When you remember that “the thought of foolishness is sin” (Prov. 24:9), that “whatsoever is not of faith is sin” (Rom. 14:23), that “to him that knoweth to do good and doeth it not, to him it is sin” (Jas. 4:17), then it becomes clear that all of us have fallen short even after we are saved. We have all had foolish thoughts; we have all done some things without any special faith about them; we have all left undone things that we knew were proper and right for us to do. Who will say that every minute of your life you have loved God all you ought to, that you never pray a second less than you ought to pray, that you never leave undone a single thing that God wants you to do? You cannot say that; neither can I. And that is proof of sin.
Christians grow old. Our teeth decay, our hair turns gray or falls out, we grow decrepit in body, and finally even Christians die. That proves that Christians are sinners. for everywhere in the Bible we are told that death is the result of sin.
Adam was warned that if he sinned, “thou shalt surely die” (Gen. 2:17). James 1:15 says that “sin, when it is finished, bringeth forth death.” Ezekiel 18:4 says that “the soul that sinneth, it shall die.” Romans 6:23 plainly says that “the wages of sin is death.”
Oh, we Christians are yet frail sinners; so it is clear that all Christians backslide. And that is the reason why God must save us by grace and keep us by grace. We did not earn salvation, and we cannot keep it. We did not deserve it when we got it, and we do not deserve it now.
Dear reader. will you test yourself by this simple rule? Was there ever a time when you were nearer to God than you are now? Was there ever a time when you read the Bible more, or enjoyed it more than now? Was there ever a time when you prayed more, when you had your prayers answered more frequently? Was there ever a day when you won more souls than you have won today? Was there ever a time when you were more completely absorbed in the Lord’s business? If there was ever a time when you were nearer the Lord than today, you are a backslider. You have slid back from that close intimacy with God, from that high place of blessing which you once had.
Remember that our text in Proverbs 14:14 says, “The backslider in heart shall be filled with his own ways.” Backsliding is not necessarily getting drunk nor committing adultery, nor any outward course of sin seen by the public. Backsliding is in the heart!
It may be, dear Christian, that you have drifted somewhat but have never noticed it. You may be like Samson who “wist not that the Lord was departed from him” (Judges 16:20). We need to search our hearts and we need to watch and pray lest sin creep up on us.
Are you a backslider?
Chapter 2 – Why People Backslide; the Old Adamic Nature
I remember when I first became conscious of my backsliding. I had been saved at about nine years of age. I had trusted Christ to forgive me, and I am sure He did. Three years later I joined the church, was baptized, and had received full assurance that my sins were forgiven. But my mother was dead, and my boyhood companions in the wild west Texas cow town were rough and wicked. One day it dawned on me that I had drifted far from God in my heart, I had grieved Him in my life. I had gotten to the place where prayer was not a joy and the Bible was not sweet.

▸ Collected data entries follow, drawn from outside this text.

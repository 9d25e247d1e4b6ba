//! Typed decoding of `/api/scan/transfers` responses

use ledgerline_core::{FetchError, TransferRecord};
use serde::Deserialize;

/// Response envelope: `{code, message, data: {count, transfers}}`
#[derive(Deserialize)]
struct Envelope {
    #[serde(default)]
    code: i64,
    message: Option<String>,
    data: Option<TransfersData>,
}

#[derive(Deserialize)]
struct TransfersData {
    count: Option<u64>,
    transfers: Option<Vec<TransferRecord>>,
}

/// One decoded page; empty `transfers` means end-of-stream
#[derive(Debug, Default, PartialEq, Eq)]
pub struct TransfersPage {
    /// Total matches, present when the query set `include_total`
    pub count: Option<u64>,
    pub transfers: Vec<TransferRecord>,
}

impl TransfersPage {
    pub fn is_end_of_stream(&self) -> bool {
        self.transfers.is_empty()
    }
}

/// Decode a response body.
///
/// Missing or null `data` / `data.transfers` is end-of-stream, not an error.
/// Invalid JSON, a wrongly-typed field, or a record missing a required
/// attribute is [`FetchError::Decode`].
pub fn decode_page(body: &[u8]) -> Result<TransfersPage, FetchError> {
    let envelope: Envelope =
        serde_json::from_slice(body).map_err(|e| FetchError::Decode(e.to_string()))?;

    if envelope.code != 0 {
        return Err(FetchError::Api {
            code: envelope.code,
            message: envelope.message.unwrap_or_default(),
        });
    }

    let Some(data) = envelope.data else {
        return Ok(TransfersPage::default());
    };
    let transfers = data.transfers.unwrap_or_default();

    if let Some(pos) = transfers.iter().position(|t| t.extrinsic_index.is_empty()) {
        return Err(FetchError::Decode(format!(
            "transfer {pos}: empty extrinsic_index"
        )));
    }

    Ok(TransfersPage {
        count: data.count,
        transfers,
    })
}

#[cfg(test)]
mod tests {
    use super::*;

    const TRANSFER: &str = r#"{
        "from": "4jbtsgNhpGAzdEGrKRb7g8Mq",
        "to": "4kFQf1vN7U8pS5iCjkTPvB2y",
        "extrinsic_index": "1040266-2",
        "success": true,
        "hash": "0x5e4f",
        "block_num": 1040266,
        "block_timestamp": 1640995200,
        "module": "balances",
        "amount": "1.000000000000000001",
        "amount_v2": "1000000000000000001",
        "fee": "1250000000",
        "asset_symbol": "NODL"
    }"#;

    fn body(data: &str) -> Vec<u8> {
        format!(r#"{{"code":0,"message":"Success","generated_at":1640995300,"data":{data}}}"#)
            .into_bytes()
    }

    #[test]
    fn decodes_transfers_ignoring_extra_fields() {
        let page = decode_page(&body(&format!(
            r#"{{"count":2,"transfers":[{TRANSFER},{TRANSFER}]}}"#
        )))
        .unwrap();
        assert_eq!(page.count, Some(2));
        assert_eq!(page.transfers.len(), 2);

        let t = &page.transfers[0];
        assert_eq!(t.extrinsic_index, "1040266-2");
        assert_eq!(t.block_num, 1_040_266);
        assert_eq!(t.block_timestamp, 1_640_995_200);
        assert_eq!(t.from, "4jbtsgNhpGAzdEGrKRb7g8Mq");
        assert_eq!(t.to, "4kFQf1vN7U8pS5iCjkTPvB2y");
        assert_eq!(t.amount, "1.000000000000000001");
        assert!(t.success);
    }

    #[test]
    fn missing_transfers_is_end_of_stream() {
        let page = decode_page(&body(r#"{"count":2}"#)).unwrap();
        assert!(page.is_end_of_stream());
        assert_eq!(page.count, Some(2));
    }

    #[test]
    fn null_transfers_is_end_of_stream() {
        let page = decode_page(&body(r#"{"count":0,"transfers":null}"#)).unwrap();
        assert!(page.is_end_of_stream());
    }

    #[test]
    fn missing_or_null_data_is_end_of_stream() {
        assert!(decode_page(br#"{"code":0,"message":"Success"}"#)
            .unwrap()
            .is_end_of_stream());
        assert!(decode_page(&body("null")).unwrap().is_end_of_stream());
    }

    #[test]
    fn empty_array_is_end_of_stream() {
        assert!(decode_page(&body(r#"{"transfers":[]}"#))
            .unwrap()
            .is_end_of_stream());
    }

    #[test]
    fn malformed_json_is_decode_error() {
        for bad in [&b"<html>502 Bad Gateway</html>"[..], b"", b"{\"code\":0,"] {
            assert!(matches!(decode_page(bad), Err(FetchError::Decode(_))));
        }
    }

    #[test]
    fn wrongly_shaped_fields_are_decode_errors() {
        let cases = [
            r#""not an object""#,
            r#"{"transfers":"nope"}"#,
            r#"{"transfers":[{"extrinsic_index":"1-1"}]}"#,
            r#"{"transfers":[1,2,3]}"#,
        ];
        for data in cases {
            assert!(
                matches!(decode_page(&body(data)), Err(FetchError::Decode(_))),
                "{data}"
            );
        }
    }

    #[test]
    fn numeric_amount_is_decode_error() {
        let numeric = TRANSFER.replace(r#""1.000000000000000001""#, "1.5");
        let result = decode_page(&body(&format!(r#"{{"transfers":[{numeric}]}}"#)));
        assert!(matches!(result, Err(FetchError::Decode(_))));
    }

    #[test]
    fn empty_extrinsic_index_is_decode_error() {
        let empty = TRANSFER.replace("1040266-2", "");
        let result = decode_page(&body(&format!(
            r#"{{"transfers":[{TRANSFER},{empty}]}}"#
        )));
        match result {
            Err(FetchError::Decode(msg)) => assert!(msg.contains("transfer 1")),
            other => panic!("expected decode error, got {other:?}"),
        }
    }

    #[test]
    fn nonzero_code_is_api_error() {
        let result = decode_page(br#"{"code":10004,"message":"Invalid API Key","data":null}"#);
        match result {
            Err(FetchError::Api { code, message }) => {
                assert_eq!(code, 10004);
                assert_eq!(message, "Invalid API Key");
            }
            other => panic!("expected API error, got {other:?}"),
        }
    }
}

I was attending special services in a little Presbyterian church. Many young people found Christ, and many Christians had their joy restored. I alone seemed left without a blessing. How sweet was the singing! What a light on the faces of the happy people! And one night as they sang,
Pass me not, O gentle Saviour,
Hear my humble cry;
While on others Thou art calling,
Do not pass me by.
I cried out, “Lord. is everybody going to get a blessing but me? Do not pass me by!”

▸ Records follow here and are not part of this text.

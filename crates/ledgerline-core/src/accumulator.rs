//! Size-bounded batch accumulator in front of a [`Sink`]

use std::collections::VecDeque;
use std::num::NonZeroUsize;

use crate::error::SinkError;
use crate::record::TransferRecord;
use crate::sink::Sink;

/// Default maximum batch size (records per sink write).
pub const DEFAULT_BATCH_SIZE: usize = 10_000;

/// Buffers records and hands them to the sink in batches of at most
/// `max_batch` records, in arrival order.
///
/// A failed flush leaves the buffer untouched. Nothing is retried here;
/// the caller decides whether to abort, spill [`pending`](Self::pending),
/// or keep going.
pub struct BatchAccumulator<S> {
    sink: S,
    buffer: Vec<TransferRecord>,
    /// Origin of buffered rows, oldest first: (source page, row count)
    origins: VecDeque<(Option<u32>, usize)>,
    max_batch: usize,
    batches_flushed: usize,
    rows_flushed: usize,
}

impl<S: std::fmt::Debug> std::fmt::Debug for BatchAccumulator<S> {
    fn fmt(&self, f: &mut std::fmt::Formatter<'_>) -> std::fmt::Result {
        f.debug_struct("BatchAccumulator")
            .field("sink", &self.sink)
            .field("buffered", &self.buffer.len())
            .field("max_batch", &self.max_batch)
            .field("batches_flushed", &self.batches_flushed)
            .finish_non_exhaustive()
    }
}

impl<S: Sink> BatchAccumulator<S> {
    pub fn new(sink: S, max_batch: NonZeroUsize) -> Self {
        let max_batch = max_batch.get();
        Self {
            sink,
            // Cap the upfront allocation, large batches grow on demand
            buffer: Vec::with_capacity(max_batch.min(DEFAULT_BATCH_SIZE)),
            origins: VecDeque::new(),
            max_batch,
            batches_flushed: 0,
            rows_flushed: 0,
        }
    }

    /// Add a record; flush synchronously once the buffer reaches `max_batch`
    pub fn append(&mut self, record: TransferRecord) -> Result<(), SinkError> {
        self.buffer.push(record);
        self.note_origin(None, 1);
        if self.buffer.len() >= self.max_batch {
            self.flush_full()?;
        }
        Ok(())
    }

    /// Add a whole page, then flush every full batch it completes.
    ///
    /// Batches match what per-record [`append`](Self::append) would produce,
    /// but on a failed flush the rest of the page is already buffered.
    pub fn append_all(
        &mut self,
        records: impl IntoIterator<Item = TransferRecord>,
    ) -> Result<(), SinkError> {
        let before = self.buffer.len();
        self.buffer.extend(records);
        self.note_origin(None, self.buffer.len() - before);
        self.flush_full()
    }

    /// [`append_all`](Self::append_all) for the records of source page `page`,
    /// remembered for [`first_pending_page`](Self::first_pending_page)
    pub fn append_page(
        &mut self,
        page: u32,
        records: impl IntoIterator<Item = TransferRecord>,
    ) -> Result<(), SinkError> {
        let before = self.buffer.len();
        self.buffer.extend(records);
        self.note_origin(Some(page), self.buffer.len() - before);
        self.flush_full()
    }

    /// Flush the remainder once the stream is exhausted.
    ///
    /// No sink call is made for an empty buffer.
    pub fn finish(&mut self) -> Result<(), SinkError> {
        self.flush_full()?;
        if !self.buffer.is_empty() {
            self.sink.flush(&self.buffer)?;
            self.record_flush(self.buffer.len());
            self.buffer.clear();
            self.origins.clear();
        }
        Ok(())
    }

    /// Flush leading `max_batch` chunks.
    ///
    /// More than one chunk is only present when the caller kept appending
    /// after a failed flush.
    fn flush_full(&mut self) -> Result<(), SinkError> {
        while self.buffer.len() >= self.max_batch {
            self.sink.flush(&self.buffer[..self.max_batch])?;
            self.record_flush(self.max_batch);
            self.buffer.drain(..self.max_batch);
        }
        Ok(())
    }

    fn note_origin(&mut self, page: Option<u32>, rows: usize) {
        if rows == 0 {
            return;
        }
        match self.origins.back_mut() {
            Some((last, count)) if *last == page => *count += rows,
            _ => self.origins.push_back((page, rows)),
        }
    }

    fn record_flush(&mut self, rows: usize) {
        let mut left = rows;
        while left > 0 {
            let Some(front) = self.origins.front_mut() else {
                break;
            };
            let taken = front.1.min(left);
            front.1 -= taken;
            left -= taken;
            if front.1 == 0 {
                self.origins.pop_front();
            }
        }
        self.batches_flushed += 1;
        self.rows_flushed += rows;
        log::debug!("flushed batch #{} ({rows} rows)", self.batches_flushed);
    }

    /// Records appended but not yet flushed
    pub fn pending(&self) -> &[TransferRecord] {
        &self.buffer
    }

    /// Hand the unflushed records to the caller, leaving the buffer empty
    pub fn take_pending(&mut self) -> Vec<TransferRecord> {
        self.origins.clear();
        std::mem::take(&mut self.buffer)
    }

    /// Source page of the oldest unflushed record appended via
    /// [`append_page`](Self::append_page)
    pub fn first_pending_page(&self) -> Option<u32> {
        self.origins.iter().find_map(|&(page, _)| page)
    }

    pub fn max_batch(&self) -> usize {
        self.max_batch
    }

    pub fn batches_flushed(&self) -> usize {
        self.batches_flushed
    }

    pub fn rows_flushed(&self) -> usize {
        self.rows_flushed
    }

    pub fn sink(&self) -> &S {
        &self.sink
    }

    pub fn into_sink(self) -> S {
        self.sink
    }
}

And, thank God, all the joy came back and peace flooded my soul! I knew that my failures and my sins had been forgiven. It was as definite as if my Father had taken me in His arms and kissed away my tears and told me so!
As I walked home across the prairie that night and looked up at the stars, I made a vow to God, “O God. I will never fail You again! I will never forget my prayer time. I will never give way to temptation and sin!” You may well smile; I think perhaps a loving and kindly God smiled at my great promises that night. How well He knew my sinful nature, my frailty and sin!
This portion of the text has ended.